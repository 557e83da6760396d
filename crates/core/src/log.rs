//! Per-job event trail entries.

use chrono::{DateTime, Utc};
use serde::{Deserialize, Serialize};

use crate::error::DomainError;
use crate::id::JobId;

#[derive(Debug, Copy, Clone, PartialEq, Eq, Serialize, Deserialize)]
#[serde(rename_all = "snake_case")]
pub enum LogLevel {
    Debug,
    Info,
    Warn,
    Error,
}

impl LogLevel {
    pub fn as_str(&self) -> &'static str {
        match self {
            LogLevel::Debug => "debug",
            LogLevel::Info => "info",
            LogLevel::Warn => "warn",
            LogLevel::Error => "error",
        }
    }
}

impl core::str::FromStr for LogLevel {
    type Err = DomainError;

    fn from_str(s: &str) -> Result<Self, Self::Err> {
        match s {
            "debug" => Ok(LogLevel::Debug),
            "info" => Ok(LogLevel::Info),
            "warn" => Ok(LogLevel::Warn),
            "error" => Ok(LogLevel::Error),
            other => Err(DomainError::validation(format!(
                "unknown log level: {other:?}"
            ))),
        }
    }
}

impl core::fmt::Display for LogLevel {
    fn fmt(&self, f: &mut core::fmt::Formatter<'_>) -> core::fmt::Result {
        f.write_str(self.as_str())
    }
}

/// One immutable entry in a job's append-only trail.
///
/// `seq` is assigned by the logger and strictly increases with creation
/// order within a job.
#[derive(Debug, Clone, Serialize, Deserialize)]
pub struct JobLogEntry {
    pub seq: i64,
    pub job_id: JobId,
    pub level: LogLevel,
    pub message: String,
    pub data: Option<serde_json::Value>,
    pub created_at: DateTime<Utc>,
}

/// Input for an append; the logger assigns `seq` and `created_at`.
#[derive(Debug, Clone)]
pub struct NewLogEntry {
    pub job_id: JobId,
    pub level: LogLevel,
    pub message: String,
    pub data: Option<serde_json::Value>,
}

impl NewLogEntry {
    pub fn new(job_id: JobId, level: LogLevel, message: impl Into<String>) -> Self {
        Self {
            job_id,
            level,
            message: message.into(),
            data: None,
        }
    }

    pub fn with_data(mut self, data: serde_json::Value) -> Self {
        self.data = Some(data);
        self
    }
}
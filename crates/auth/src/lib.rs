//! `jobforge-auth` — authentication boundary.
//!
//! Two distinct credentials live here: end-user JWTs (HS256) carrying
//! organization context, and the shared secret protecting the
//! batch-processing trigger. Authorization *policy* is out of scope; routes
//! only need the authenticated organization/user identities.

pub mod claims;
pub mod secret;

pub use claims::{
    Hs256JwtValidator, JwtClaims, JwtValidator, TokenValidationError, validate_claims,
};
pub use secret::{MIN_PRODUCTION_SECRET_LEN, ProcessingSecret};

▶ **PROBLEM STATEMENT**: Every line from the one that holds "#[derive(Debug, Clone)]" to the end of the data above should be given again exactly, with that line and the last one both kept.

▶ **SOLUTION TO THE EXERCISE**:
#[derive(Debug, Clone)]
pub struct NewLogEntry {
    pub job_id: JobId,
    pub level: LogLevel,
    pub message: String,
    pub data: Option<serde_json::Value>,
}

impl NewLogEntry {
    pub fn new(job_id: JobId, level: LogLevel, message: impl Into<String>) -> Self {
        Self {
            job_id,
            level,
            message: message.into(),
            data: None,
        }
    }

    pub fn with_data(mut self, data: serde_json::Value) -> Self {
        self.data = Some(data);
        self
    }
}
filename crates/auth/src/lib.rs
//! `jobforge-auth` — authentication boundary.
//!
//! Two distinct credentials live here: end-user JWTs (HS256) carrying
//! organization context, and the shared secret protecting the
//! batch-processing trigger. Authorization *policy* is out of scope; routes
//! only need the authenticated organization/user identities.

pub mod claims;
pub mod secret;

pub use claims::{
    Hs256JwtValidator, JwtClaims, JwtValidator, TokenValidationError, validate_claims,
};
pub use secret::{MIN_PRODUCTION_SECRET_LEN, ProcessingSecret};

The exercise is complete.